LSTM, Stock, Prediction, Historical Data.

Abstract

This research aims to implement the Long Short Term Memory (LSTM) algorithm in predicting the movement of LQ45 stock prices. In this study, historical data of BBCA stock prices were used as an example of LSTM method implementation. The development process of the stock price prediction application begins with the collection of historical data, which then undergoes a preprocessing stage for normalization. The data is divided into training and testing sets, and transformed into suitable sequences for LSTM model input. The LSTM model is trained using the backpropagation through time algorithm and tested using the testing data.
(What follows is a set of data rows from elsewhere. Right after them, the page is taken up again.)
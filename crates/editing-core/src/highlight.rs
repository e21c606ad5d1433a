//! Highlight track: an elliptical overlay with its own enable flag and
//! duration.
//!
//! The highlight runs from source time 0 to its duration, which never
//! exceeds the source. Outside that span, or while disabled, nothing is
//! drawn.

use reframe_common::config::EditorDefaults;
use reframe_project_model::frame::time_to_frame;
use reframe_project_model::keyframe::{Keyframe, KeyframeOrigin};
use reframe_project_model::project::HighlightSnapshot;
use reframe_project_model::region::HighlightRegion;

use crate::error::{rejected, EditError, EditResult};
use crate::track::{KeyframeTrack, RemoveOutcome};
use crate::trim::{restore_track, trim_track, TrimAwareTrack, TrimEdge};

/// Look of a freshly placed highlight.
#[derive(Debug, Clone, PartialEq)]
pub struct HighlightStyle {
    /// Radius as a fraction of the source height.
    pub radius_ratio: f64,
    pub color: String,
    pub opacity: f64,
}

impl Default for HighlightStyle {
    fn default() -> Self {
        Self {
            radius_ratio: 0.08,
            color: "#FFFF00".to_string(),
            opacity: 0.15,
        }
    }
}

impl HighlightStyle {
    pub fn from_defaults(defaults: &EditorDefaults) -> Self {
        Self {
            radius_ratio: defaults.highlight_radius_ratio,
            color: defaults.highlight_color.clone(),
            opacity: defaults.highlight_opacity,
        }
    }
}

#[derive(Debug, Clone, PartialEq)]
pub struct HighlightTrack {
    track: KeyframeTrack<HighlightRegion>,
    enabled: bool,
    duration: f64,
    source_duration: f64,
    source_width: f64,
    source_height: f64,
    style: HighlightStyle,
}

impl HighlightTrack {
    /// A disabled highlight spanning the whole source.
    pub fn new(
        source_duration: f64,
        framerate: f64,
        source_width: f64,
        source_height: f64,
        style: HighlightStyle,
    ) -> Self {
        Self {
            track: KeyframeTrack::new(framerate),
            enabled: false,
            duration: source_duration,
            source_duration,
            source_width,
            source_height,
            style,
        }
    }

    pub fn from_snapshot(
        snapshot: &HighlightSnapshot,
        source_duration: f64,
        framerate: f64,
        source_width: f64,
        source_height: f64,
        style: HighlightStyle,
    ) -> Self {
        let duration = match snapshot.duration_secs {
            Some(d) if d.is_finite() && d > 0.0 => d.min(source_duration),
            Some(d) => {
                tracing::warn!(duration = d, "Ignoring invalid saved highlight duration");
                source_duration
            }
            None => source_duration,
        };
        Self {
            track: KeyframeTrack::from_keyframes(snapshot.keyframes.clone(), framerate),
            enabled: snapshot.enabled,
            duration,
            source_duration,
            source_width,
            source_height,
            style,
        }
    }

    pub fn to_snapshot(&self) -> HighlightSnapshot {
        let full = time_to_frame(self.duration, self.track.framerate())
            == time_to_frame(self.source_duration, self.track.framerate());
        HighlightSnapshot {
            enabled: self.enabled,
            duration_secs: (!full).then_some(self.duration),
            keyframes: self.track.keyframes().to_vec(),
        }
    }

    pub fn track(&self) -> &KeyframeTrack<HighlightRegion> {
        &self.track
    }

    pub fn keyframes(&self) -> &[Keyframe<HighlightRegion>] {
        self.track.keyframes()
    }

    pub fn is_enabled(&self) -> bool {
        self.enabled
    }

    pub fn set_enabled(&mut self, enabled: bool) {
        self.enabled = enabled;
        tracing::debug!(enabled, "Highlight toggled");
    }

    pub fn duration(&self) -> f64 {
        self.duration
    }

    pub fn style(&self) -> &HighlightStyle {
        &self.style
    }

    /// Centered circle in the configured style.
    pub fn default_region(&self) -> HighlightRegion {
        HighlightRegion::centered(
            self.source_width,
            self.source_height,
            self.style.radius_ratio,
            self.style.color.clone(),
            self.style.opacity,
        )
    }

    /// Change how long the highlight lasts. Clamped to the source.
    ///
    /// Shrinking drops keyframes past the new end and pins the value in
    /// effect there; growing carries the old end value out to the new end.
    pub fn set_duration(&mut self, duration: f64) -> EditResult<()> {
        if !(duration.is_finite() && duration > 0.0) {
            return rejected(EditError::InvalidHighlightDuration { duration });
        }
        let new_end = duration.min(self.source_duration);
        let old_end = self.duration;
        let fps = self.track.framerate();
        let (new_frame, old_frame) = (time_to_frame(new_end, fps), time_to_frame(old_end, fps));

        if new_frame < old_frame {
            let held = self.track.interpolate(new_end);
            self.track.delete_keyframes_in_range(new_end, old_end, old_end);
            if let Some(value) = held {
                self.track.add_or_update_keyframe_with_origin(
                    new_end,
                    value,
                    new_end,
                    KeyframeOrigin::Permanent,
                );
            }
        } else if new_frame > old_frame {
            if let Some(value) = self.track.interpolate(old_end) {
                if self
                    .track
                    .keyframe_at_frame(old_frame)
                    .is_some_and(|kf| kf.is_permanent())
                {
                    self.track.remove_frame(old_frame);
                }
                self.track.add_or_update_keyframe_with_origin(
                    new_end,
                    value,
                    new_end,
                    KeyframeOrigin::Permanent,
                );
            }
        }

        self.duration = new_end;
        tracing::debug!(old_end, new_end, "Highlight duration changed");
        Ok(())
    }

    /// Place or update a highlight keyframe. Times past the highlight's
    /// duration clamp to its end.
    pub fn set_region(&mut self, time: f64, region: HighlightRegion) -> usize {
        let mut region = region;
        region.opacity = region.opacity.clamp(0.0, 1.0);
        let index = self.track.add_or_update_keyframe(time, region, self.duration);
        tracing::debug!(time, index, "Highlight keyframe set");
        index
    }

    /// The highlight drawn at `time`, if any.
    pub fn region_at(&self, time: f64) -> Option<HighlightRegion> {
        if !self.enabled || time > self.duration + 1e-9 {
            return None;
        }
        self.track.interpolate(time)
    }

    /// The interpolated region regardless of enable flag and span.
    pub fn value_at(&self, time: f64) -> Option<HighlightRegion> {
        self.track.interpolate(time)
    }

    pub fn remove_region(&mut self, time: f64, tolerance: i64) -> RemoveOutcome {
        let reset = self.default_region();
        self.track.remove_or_reset_keyframe(time, tolerance, reset)
    }

    pub fn selected_index(&self, time: f64, tolerance: i64) -> Option<usize> {
        self.track.selected_index(time, tolerance)
    }

    pub fn copy_region(&mut self, time: f64) -> Option<HighlightRegion> {
        self.track.copy_keyframe(time)
    }

    pub fn paste_region(&mut self, time: f64) -> Option<usize> {
        self.track.paste_keyframe(time, self.duration)
    }

    /// Guarantee permanent keyframes at the visible edges that fall
    /// inside the highlight's span.
    pub fn ensure_boundary_keyframes(&mut self, visible_start: f64, visible_end: f64) {
        let end = visible_end.min(self.duration);
        if visible_start >= end {
            return;
        }
        let fallback = self.default_region();
        self.track
            .ensure_boundary_keyframes(visible_start, end, self.duration, &fallback);
    }
}

impl TrimAwareTrack for HighlightTrack {
    fn label(&self) -> &'static str {
        "highlight"
    }

    fn span_end(&self) -> f64 {
        self.duration
    }

    fn reconstitute_for_trim(&mut self, hidden_start: f64, hidden_end: f64, boundary: f64, edge: TrimEdge) {
        if boundary >= self.duration {
            tracing::debug!(boundary, span_end = self.duration, "Trim lies beyond highlight");
            return;
        }
        let hidden_end = hidden_end.min(self.duration);
        trim_track(&mut self.track, hidden_start, hidden_end, boundary, edge, self.duration);
    }

    fn reconstitute_for_restore(&mut self, current_boundary: f64, restored_edge: f64) {
        if current_boundary >= self.duration {
            return;
        }
        let restored_edge = restored_edge.min(self.duration);
        restore_track(&mut self.track, current_boundary, restored_edge, self.duration);
    }
}

#[cfg(test)]
mod tests {
    use super::*;

    fn highlight() -> HighlightTrack {
        let mut track = HighlightTrack::new(60.0, 30.0, 1920.0, 1080.0, HighlightStyle::default());
        track.set_enabled(true);
        track.ensure_boundary_keyframes(0.0, 60.0);
        track
    }

    fn region_at_x(x: f64) -> HighlightRegion {
        HighlightRegion {
            x,
            y: 540.0,
            radius_x: 80.0,
            radius_y: 80.0,
            opacity: 0.5,
            color: "#FF0000".to_string(),
        }
    }

    #[test]
    fn test_disabled_highlight_draws_nothing() {
        let mut track = highlight();
        assert!(track.region_at(1.0).is_some());
        track.set_enabled(false);
        assert!(track.region_at(1.0).is_none());
        assert!(track.value_at(1.0).is_some());
    }

    #[test]
    fn test_region_absent_past_duration() {
        let mut track = highlight();
        track.set_duration(20.0).unwrap();
        assert!(track.region_at(20.0).is_some());
        assert!(track.region_at(20.5).is_none());
    }

    #[test]
    fn test_shrink_pins_value_at_new_end() {
        let mut track = highlight();
        track.set_region(10.0, region_at_x(100.0));
        track.set_region(30.0, region_at_x(300.0));
        track.set_region(50.0, region_at_x(500.0));

        track.set_duration(40.0).unwrap();
        let frames: Vec<i64> = track.keyframes().iter().map(|kf| kf.frame).collect();
        assert_eq!(frames, vec![0, 300, 900, 1200]);
        let end = &track.keyframes()[3];
        assert!(end.is_permanent());
        assert!((end.payload.x - 400.0).abs() < 1e-9);
    }

    #[test]
    fn test_grow_carries_end_value() {
        let mut track = highlight();
        track.set_duration(20.0).unwrap();
        track.set_region(20.0, region_at_x(700.0));
        track.set_duration(45.0).unwrap();

        assert!(track.track().keyframe_at_frame(600).is_none());
        let end = track.track().keyframe_at_frame(1350).unwrap();
        assert!(end.is_permanent());
        assert!((end.payload.x - 700.0).abs() < 1e-9);
    }

    #[test]
    fn test_duration_is_clamped_and_validated() {
        let mut track = highlight();
        track.set_duration(500.0).unwrap();
        assert_eq!(track.duration(), 60.0);
        assert!(track.set_duration(0.0).is_err());
        assert!(track.set_duration(f64::NAN).is_err());
        assert_eq!(track.duration(), 60.0);
    }

    #[test]
    fn test_trim_beyond_span_is_skipped() {
        let mut track = highlight();
        track.set_duration(30.0).unwrap();
        let before = track.clone();
        track.reconstitute_for_trim(40.0, 60.0, 40.0, TrimEdge::End);
        assert_eq!(track, before);
    }

    #[test]
    fn test_trim_is_clipped_to_span() {
        let mut track = highlight();
        track.set_duration(50.0).unwrap();
        track.set_region(45.0, region_at_x(450.0));
        track.reconstitute_for_trim(40.0, 60.0, 40.0, TrimEdge::End);

        let frames: Vec<i64> = track.keyframes().iter().map(|kf| kf.frame).collect();
        assert_eq!(frames, vec![0, 1200]);
        assert!((track.keyframes()[1].payload.x - 450.0).abs() < 1e-9);

        track.reconstitute_for_restore(40.0, 60.0);
        let end = track.track().keyframe_at_frame(1500).unwrap();
        assert!(end.is_permanent());
        assert!((end.payload.x - 450.0).abs() < 1e-9);
    }

    #[test]
    fn test_snapshot_omits_full_duration() {
        let mut track = highlight();
        assert_eq!(track.to_snapshot().duration_secs, None);
        track.set_duration(12.0).unwrap();
        let snap = track.to_snapshot();
        assert_eq!(snap.duration_secs, Some(12.0));

        let restored =
            HighlightTrack::from_snapshot(&snap, 60.0, 30.0, 1920.0, 1080.0, HighlightStyle::default());
        assert_eq!(restored.duration(), 12.0);
        assert!(restored.is_enabled());
        assert_eq!(restored.keyframes(), track.keyframes());
    }
}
The predicted results from the LSTM model are compared with the actual labels using RMSE and MAPE metrics. Once satisfactory predictions are obtained, they are stored in a database and presented to users in the form of graphs and comparison tables. The implementation of LSTM in this research demonstrates prediction accuracy with an error percentage below 6%, with MAPE of 5.4772% and RMSE of 6.658%. Furthermore, the implementation of LSTM in the developed application using the latest historical data also yields low error percentages, with MAPE ranging from 3.7763% to 5.8048% for various stock price features. In conclusion, the LSTM method can be used for predicting stock price movements with satisfactory accuracy, providing valuable information for investment decision-making.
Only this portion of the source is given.